Trzeciak and Mazzarelli hope their evidenced-based arguments will spur medical schools to make compassion part of the curriculum.

For those outside the health care system, acting with compassion can be a kind of therapy as well, the authors say. They cite the phenomenon of the “helper’s high,” the good feeling that comes from helping others, and explain how giving to others benefits the givers’ brains and nervous systems.

“I can say this with confidence,” Trzeciak says. “Other-focused behavior is beneficial to your own mental health.”
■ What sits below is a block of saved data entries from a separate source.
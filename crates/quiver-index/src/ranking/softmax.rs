/// Temperature-scaled softmax: `exp(s/T - max/T)` normalized to sum 1.
///
/// Computed in `f64` to keep the sum within `1e-6` on large candidate sets.
/// `temperature` must be positive; callers validate it.
pub fn softmax(scores: &[f32], temperature: f32) -> Vec<f64> {
    if scores.is_empty() {
        return Vec::new();
    }
    let t = f64::from(temperature);
    let scaled: Vec<f64> = scores.iter().map(|&s| f64::from(s) / t).collect();
    let max = scaled.iter().copied().fold(f64::NEG_INFINITY, f64::max);
    let exps: Vec<f64> = scaled.iter().map(|s| (s - max).exp()).collect();
    let sum: f64 = exps.iter().sum();
    exps.into_iter().map(|e| e / sum).collect()
}

/// Shannon entropy `-Σ p·ln(p)`; zero-probability terms contribute nothing.
pub fn entropy(probs: &[f64]) -> f64 {
    -probs
        .iter()
        .filter(|&&p| p > 0.0)
        .map(|&p| p * p.ln())
        .sum::<f64>()
}

/// How peaked a distribution is: `1 - H / ln(n)`.
///
/// Near 1 means one dominant candidate, near 0 means uniform. `ln(1) = 0`
/// leaves a single candidate undefined; it is reported as fully confident.
pub fn confidence(probs: &[f64]) -> f32 {
    if probs.len() <= 1 {
        return 1.0;
    }
    let max_entropy = (probs.len() as f64).ln();
    (1.0 - entropy(probs) / max_entropy) as f32
}

#[cfg(test)]
mod tests {
    use super::*;

    #[test]
    fn test_softmax_sums_to_one() {
        let probs = softmax(&[0.9, 0.1, -0.4, 0.3, 0.3], 0.7);
        let sum: f64 = probs.iter().sum();
        assert!((sum - 1.0).abs() < 1e-9);
    }

    #[test]
    fn test_softmax_is_monotonic() {
        let probs = softmax(&[0.1, 0.5, 0.3], 1.0);
        assert!(probs[1] > probs[2] && probs[2] > probs[0]);
    }

    #[test]
    fn test_lower_temperature_sharpens() {
        let warm = softmax(&[0.9, 0.1], 1.0);
        let cold = softmax(&[0.9, 0.1], 0.1);
        assert!(cold[0] > warm[0]);
    }

    #[test]
    fn test_softmax_large_scores_stable() {
        let probs = softmax(&[1000.0, 999.0], 1.0);
        assert!(probs.iter().all(|p| p.is_finite()));
    }

    #[test]
    fn test_softmax_empty() {
        assert!(softmax(&[], 1.0).is_empty());
    }

    #[test]
    fn test_entropy_uniform_is_ln_n() {
        let probs = vec![0.25; 4];
        assert!((entropy(&probs) - 4f64.ln()).abs() < 1e-12);
    }

    #[test]
    fn test_entropy_ignores_zeros() {
        assert_eq!(entropy(&[1.0, 0.0, 0.0]), 0.0);
    }

    #[test]
    fn test_confidence_bounds() {
        assert!(confidence(&[0.25; 4]).abs() < 1e-6);
        assert!((confidence(&[1.0, 0.0, 0.0]) - 1.0).abs() < 1e-6);
        let mid = confidence(&[0.7, 0.2, 0.1]);
        assert!(mid > 0.0 && mid < 1.0);
    }

    #[test]
    fn test_confidence_single_candidate() {
        assert_eq!(confidence(&[1.0]), 1.0);
        assert!(!confidence(&[1.0]).is_nan());
    }
}
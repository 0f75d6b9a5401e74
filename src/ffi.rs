//! FFI bindings for Synheart Insight
//!
//! This module provides C-compatible functions for calling Insight from other languages.
//! All functions use C strings (null-terminated) and return allocated memory that
//! must be freed by the caller using `insight_free_string`.

use std::cell::RefCell;
use std::ffi::{CStr, CString};
use std::os::raw::c_char;
use std::ptr;

use crate::error::ComputeError;
use crate::pipeline::{analyze_json, correlate_json, relapse_risk_json, InsightEngine};

thread_local! {
    static LAST_ERROR: RefCell<Option<CString>> = const { RefCell::new(None) };
}

fn set_last_error(msg: &str) {
    LAST_ERROR.with(|e| {
        *e.borrow_mut() = CString::new(msg).ok();
    });
}

fn clear_last_error() {
    LAST_ERROR.with(|e| {
        *e.borrow_mut() = None;
    });
}

/// Helper to convert C string to Rust string
unsafe fn cstr_to_string(ptr: *const c_char) -> Option<String> {
    if ptr.is_null() {
        return None;
    }
    CStr::from_ptr(ptr).to_str().ok().map(|s| s.to_string())
}

/// Helper to convert Rust string to C string (caller must free)
fn string_to_cstr(s: &str) -> *mut c_char {
    match CString::new(s) {
        Ok(cstr) => cstr.into_raw(),
        Err(_) => ptr::null_mut(),
    }
}

/// Read the input pointer, run `f`, and hand the JSON result back across the boundary
unsafe fn call_json<F>(json: *const c_char, f: F) -> *mut c_char
where
    F: FnOnce(String) -> Result<String, ComputeError>,
{
    clear_last_error();

    let json_str = match cstr_to_string(json) {
        Some(s) => s,
        None => {
            set_last_error("Invalid JSON string pointer");
            return ptr::null_mut();
        }
    };

    match f(json_str) {
        Ok(result) => string_to_cstr(&result),
        Err(e) => {
            set_last_error(&e.to_string());
            ptr::null_mut()
        }
    }
}

// ============================================================================
// Stateless API (built-in catalog)
// ============================================================================

/// Analyze an input document and return the JSON insight report.
///
/// # Safety
/// - `json` must be a valid null-terminated C string.
/// - Returns a newly allocated string that must be freed with `insight_free_string`.
/// - Returns NULL on error; call `insight_last_error` to get the error message.
#[no_mangle]
pub unsafe extern "C" fn insight_analyze(json: *const c_char) -> *mut c_char {
    call_json(json, analyze_json)
}

/// Build the correlation matrix for an input document.
///
/// # Safety
/// - `json` must be a valid null-terminated C string.
/// - Returns a newly allocated string that must be freed with `insight_free_string`.
/// - Returns NULL on error; call `insight_last_error` to get the error message.
#[no_mangle]
pub unsafe extern "C" fn insight_correlate(json: *const c_char) -> *mut c_char {
    call_json(json, correlate_json)
}

/// Score relapse risk for an input document.
///
/// # Safety
/// - `json` must be a valid null-terminated C string.
/// - Returns a newly allocated string that must be freed with `insight_free_string`.
/// - Returns NULL on error; call `insight_last_error` to get the error message.
#[no_mangle]
pub unsafe extern "C" fn insight_relapse_risk(json: *const c_char) -> *mut c_char {
    call_json(json, relapse_risk_json)
}

// ============================================================================
// Engine API (custom catalog)
// ============================================================================

/// Opaque handle to an InsightEngine
pub struct InsightEngineHandle {
    engine: InsightEngine,
}

/// Create an engine with the built-in biomarker catalog.
///
/// # Safety
/// - Returns a pointer to a newly allocated engine.
/// - Must be freed with `insight_engine_free`.
#[no_mangle]
pub unsafe extern "C" fn insight_engine_new() -> *mut InsightEngineHandle {
    clear_last_error();
    Box::into_raw(Box::new(InsightEngineHandle {
        engine: InsightEngine::new(),
    }))
}

/// Free an engine.
///
/// # Safety
/// - `engine` must be a valid pointer returned by `insight_engine_new`, or NULL.
/// - After calling this function, the pointer is invalid.
#[no_mangle]
pub unsafe extern "C" fn insight_engine_free(engine: *mut InsightEngineHandle) {
    if !engine.is_null() {
        drop(Box::from_raw(engine));
    }
}

/// Replace the engine's catalog from JSON.
///
/// # Safety
/// - `engine` must be a valid pointer returned by `insight_engine_new`.
/// - `json` must be a valid null-terminated C string.
/// - Returns 0 on success, non-zero on error.
/// - On error, call `insight_last_error` to get the error message. The
///   previous catalog stays in place.
#[no_mangle]
pub unsafe extern "C" fn insight_engine_load_catalog(
    engine: *mut InsightEngineHandle,
    json: *const c_char,
) -> i32 {
    clear_last_error();

    if engine.is_null() {
        set_last_error("Null engine pointer");
        return -1;
    }

    let handle = &mut *engine;

    let json_str = match cstr_to_string(json) {
        Some(s) => s,
        None => {
            set_last_error("Invalid JSON string pointer");
            return -1;
        }
    };

    match handle.engine.load_catalog(&json_str) {
        Ok(()) => 0,
        Err(e) => {
            set_last_error(&e.to_string());
            -1
        }
    }
}

/// Analyze an input document with the engine's catalog.
///
/// # Safety
/// - `engine` must be a valid pointer returned by `insight_engine_new`.
/// - `json` must be a valid null-terminated C string.
/// - Returns a newly allocated string that must be freed with `insight_free_string`.
/// - Returns NULL on error; call `insight_last_error` to get the error message.
#[no_mangle]
pub unsafe extern "C" fn insight_engine_analyze(
    engine: *const InsightEngineHandle,
    json: *const c_char,
) -> *mut c_char {
    if engine.is_null() {
        set_last_error("Null engine pointer");
        return ptr::null_mut();
    }

    let handle = &*engine;
    call_json(json, |input| handle.engine.analyze_json(&input))
}

// ============================================================================
// Memory Management
// ============================================================================

/// Free a string returned by Insight functions.
///
/// # Safety
/// - `ptr` must be a valid pointer returned by an Insight function, or NULL.
/// - After calling this function, the pointer is invalid.
#[no_mangle]
pub unsafe extern "C" fn insight_free_string(ptr: *mut c_char) {
    if !ptr.is_null() {
        drop(CString::from_raw(ptr));
    }
}

// ============================================================================
// Error Handling
// ============================================================================

/// Get the last error message.
///
/// # Safety
/// - Returns a pointer to a thread-local error string.
/// - The returned pointer is valid until the next Insight function call on this thread.
/// - Do NOT free the returned pointer.
/// - Returns NULL if no error occurred.
#[no_mangle]
pub unsafe extern "C" fn insight_last_error() -> *const c_char {
    LAST_ERROR.with(|e| match &*e.borrow() {
        Some(cstr) => cstr.as_ptr(),
        None => ptr::null(),
    })
}

/// Get the Insight library version.
///
/// # Safety
/// - Returns a pointer to a static string. Do NOT free.
#[no_mangle]
pub unsafe extern "C" fn insight_version() -> *const c_char {
    static VERSION: &[u8] = concat!(env!("CARGO_PKG_VERSION"), "\0").as_bytes();
    VERSION.as_ptr() as *const c_char
}

#[cfg(test)]
mod tests {
    use super::*;
    use std::ffi::CString;

    fn sample_input_json() -> CString {
        CString::new(
            r#"{
            "biomarkers": [
                {"biomarkerType": "crp", "value": 4.0, "timestamp": "2024-03-01T08:00:00Z"},
                {"biomarkerType": "il6", "value": 9.0, "timestamp": "2024-03-01T08:00:00Z"},
                {"biomarkerType": "crp", "value": 4.5, "timestamp": "2024-03-02T08:00:00Z"},
                {"biomarkerType": "il6", "value": 9.5, "timestamp": "2024-03-02T08:00:00Z"},
                {"biomarkerType": "crp", "value": 5.0, "timestamp": "2024-03-03T08:00:00Z"},
                {"biomarkerType": "il6", "value": 10.0, "timestamp": "2024-03-03T08:00:00Z"}
            ],
            "moods": [
                {"moodScore": 5.0, "timestamp": "2024-03-01T20:00:00Z"},
                {"moodScore": 4.0, "timestamp": "2024-03-02T20:00:00Z"},
                {"moodScore": 3.0, "timestamp": "2024-03-03T20:00:00Z"}
            ]
        }"#,
        )
        .unwrap()
    }

    #[test]
    fn test_ffi_analyze() {
        let json = sample_input_json();

        unsafe {
            let result = insight_analyze(json.as_ptr());
            assert!(!result.is_null());

            let result_str = CStr::from_ptr(result).to_str().unwrap();
            assert!(result_str.contains("\"relapseRisk\""));
            assert!(result_str.contains("Inflammatory Pattern Detected"));

            insight_free_string(result);
        }
    }

    #[test]
    fn test_ffi_correlate_and_risk() {
        let json = sample_input_json();

        unsafe {
            let matrix = insight_correlate(json.as_ptr());
            assert!(!matrix.is_null());
            let matrix_str = CStr::from_ptr(matrix).to_str().unwrap();
            assert!(matrix_str.contains("\"labels\""));
            insight_free_string(matrix);

            let risk = insight_relapse_risk(json.as_ptr());
            assert!(!risk.is_null());
            let risk_str = CStr::from_ptr(risk).to_str().unwrap();
            assert!(risk_str.contains("\"score\""));
            insight_free_string(risk);
        }
    }

    #[test]
    fn test_ffi_engine_lifecycle() {
        unsafe {
            let engine = insight_engine_new();
            assert!(!engine.is_null());

            let bad_catalog = CString::new("{\"definitions\": 3}").unwrap();
            assert_ne!(insight_engine_load_catalog(engine, bad_catalog.as_ptr()), 0);
            assert!(!insight_last_error().is_null());

            let json = sample_input_json();
            let result = insight_engine_analyze(engine, json.as_ptr());
            assert!(!result.is_null());
            insight_free_string(result);

            insight_engine_free(engine);
        }
    }

    #[test]
    fn test_ffi_error_handling() {
        unsafe {
            let invalid_json = CString::new("not json").unwrap();
            let result = insight_analyze(invalid_json.as_ptr());
            assert!(result.is_null());

            let error = insight_last_error();
            assert!(!error.is_null());
            let error_str = CStr::from_ptr(error).to_str().unwrap();
            assert!(!error_str.is_empty());

            assert!(insight_analyze(ptr::null()).is_null());
        }
    }

    #[test]
    fn test_ffi_version() {
        unsafe {
            let version = insight_version();
            assert!(!version.is_null());
            let version_str = CStr::from_ptr(version).to_str().unwrap();
            assert!(!version_str.is_empty());
        }
    }
}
For Trzeciak, the research had a personal effect. When he started into the project, he’d been going through his own existential crisis, triggered by his son’s middle school homework assignment that asked, “What is the most pressing problem of our time?” While he believed his work to that point was meaningful, it was definitely not the most pressing problem of our time.
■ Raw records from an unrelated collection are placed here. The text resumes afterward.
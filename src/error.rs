//! Error types for Synheart Insight
//!
//! The analytics engine itself is total: degenerate numeric input resolves to
//! defined fallback values instead of errors. These errors only surface at the
//! edges where JSON payloads or catalog configuration are parsed.

use thiserror::Error;

/// Errors that can occur while decoding inputs or configuration
#[derive(Debug, Error)]
pub enum ComputeError {
    #[error("Failed to parse analysis payload: {0}")]
    ParseError(String),

    #[error("Invalid JSON: {0}")]
    JsonError(#[from] serde_json::Error),

    #[error("Missing required field: {0}")]
    MissingField(String),

    #[error("Invalid biomarker catalog: {0}")]
    InvalidCatalog(String),

    #[error("Encoding error: {0}")]
    EncodingError(String),
}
Along the way, he says, he realized he was feeling burned out after 20 years of practicing medicine. So, armed with data from his book research, he decided to test his own hypothesis.

“The recommended prescription is what I call ‘escapism’ — getaway, detach, pull back, go on some nature hikes or whatever but I was not believing it,” Trzeciak explains in a TEDxPenn talk.

Instead, he says, he applied the techniques he’d been studying, including spending at least 40 seconds expressing compassion to patients. “I connected more, not less; cared more, not less; leaned in rather than pulled back. And that was when the fog of burnout began to lift.”

He prescribes the same for anyone, not just health care providers, suffering from mental or emotional exhaustion.

“Look around you and see those in need of compassion and give your 40 seconds of compassion,” he says. “See how it transforms your experience.”